The material below contains a line with "fn fmt(&self, f: &mut" and a line with "fn normalize(path: &Path)". Copy exactly those two lines and all lines between them.

══ DATA TO EXAMINE

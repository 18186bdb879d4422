//! Volume string grammar: `SOURCE:DEST[:OPTIONS]`.
//!
//! SOURCE and DEST never contain `:`. OPTIONS is passed through untouched.

use std::fmt;
use std::path::{Component, Path, PathBuf};
use std::str::FromStr;
use std::sync::LazyLock;

use regex::Regex;

use crate::domain::error::ProjectError;

#[allow(clippy::expect_used)] // Pattern is a compile-time constant
static VOLUME_RE: LazyLock<Regex> =
    LazyLock::new(|| Regex::new(r"^([^:]+):([^:]+)(?::([^:]+))?$").expect("valid regex"));

/// A parsed volume mapping.
#[derive(Debug, Clone, PartialEq, Eq)]
pub struct VolumeSpec {
    pub source: String,
    pub dest: String,
    pub options: Option<String>,
}

impl FromStr for VolumeSpec {
    type Err = ProjectError;

    fn from_str(raw: &str) -> Result<Self, Self::Err> {
        let caps = VOLUME_RE
            .captures(raw)
            .ok_or_else(|| ProjectError::MalformedVolume(raw.to_owned()))?;
        Ok(Self {
            source: caps[1].to_owned(),
            dest: caps[2].to_owned(),
            options: caps.get(3).map(|m| m.as_str().to_owned()),
        })
    }
}

impl fmt::Display for VolumeSpec {
    fn fmt(&self, f: &mut fmt::Formatter<'_>) -> fmt::Result {
        write!(f, "{}:{}", self.source, self.dest)?;
        if let Some(options) = &self.options {
            write!(f, ":{options}")?;
        }
        Ok(())
    }
}

impl VolumeSpec {
    /// Anchor a relative source at `base`. Absolute sources are kept as-is.
    #[must_use]
    pub fn anchored_at(mut self, base: &Path) -> Self {
        if !Path::new(&self.source).is_absolute() {
            let joined = normalize(&base.join(&self.source));
            self.source = joined.to_string_lossy().into_owned();
        }
        self
    }
}

/// Parse `raw` and resolve its source against the project directory.
///
/// # Errors
///
/// Returns `ProjectError::MalformedVolume` if `raw` does not match the grammar.
pub fn resolve_volume(raw: &str, project_dir: &Path) -> Result<String, ProjectError> {
    Ok(raw.parse::<VolumeSpec>()?.anchored_at(project_dir).to_string())
}

/// Resolve every volume of a project, preserving order.
///
/// # Errors
///
/// Fails on the first malformed entry.
pub fn resolve_volumes(raw: &[String], project_dir: &Path) -> Result<Vec<String>, ProjectError> {
    raw.iter()
        .map(|v| resolve_volume(v, project_dir))
        .collect()
}

/// Lexically drop `.` components and fold `..` into their parent.
fn normalize(path: &Path) -> PathBuf {
    let mut out = PathBuf::new();
    for component in path.components() {
        match component {
            Component::CurDir => {}
            Component::ParentDir => {
                if !out.pop() {
                    out.push(component);
                }
            }
            other => out.push(other),
        }
    }
    out
}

════

-- WRITTEN ANSWER --
    fn fmt(&self, f: &mut fmt::Formatter<'_>) -> fmt::Result {
        write!(f, "{}:{}", self.source, self.dest)?;
        if let Some(options) = &self.options {
            write!(f, ":{options}")?;
        }
        Ok(())
    }
}

impl VolumeSpec {
    /// Anchor a relative source at `base`. Absolute sources are kept as-is.
    #[must_use]
    pub fn anchored_at(mut self, base: &Path) -> Self {
        if !Path::new(&self.source).is_absolute() {
            let joined = normalize(&base.join(&self.source));
            self.source = joined.to_string_lossy().into_owned();
        }
        self
    }
}

/// Parse `raw` and resolve its source against the project directory.
///
/// # Errors
///
/// Returns `ProjectError::MalformedVolume` if `raw` does not match the grammar.
pub fn resolve_volume(raw: &str, project_dir: &Path) -> Result<String, ProjectError> {
    Ok(raw.parse::<VolumeSpec>()?.anchored_at(project_dir).to_string())
}

/// Resolve every volume of a project, preserving order.
///
/// # Errors
///
/// Fails on the first malformed entry.
pub fn resolve_volumes(raw: &[String], project_dir: &Path) -> Result<Vec<String>, ProjectError> {
    raw.iter()
        .map(|v| resolve_volume(v, project_dir))
        .collect()
}

/// Lexically drop `.` components and fold `..` into their parent.
fn normalize(path: &Path) -> PathBuf {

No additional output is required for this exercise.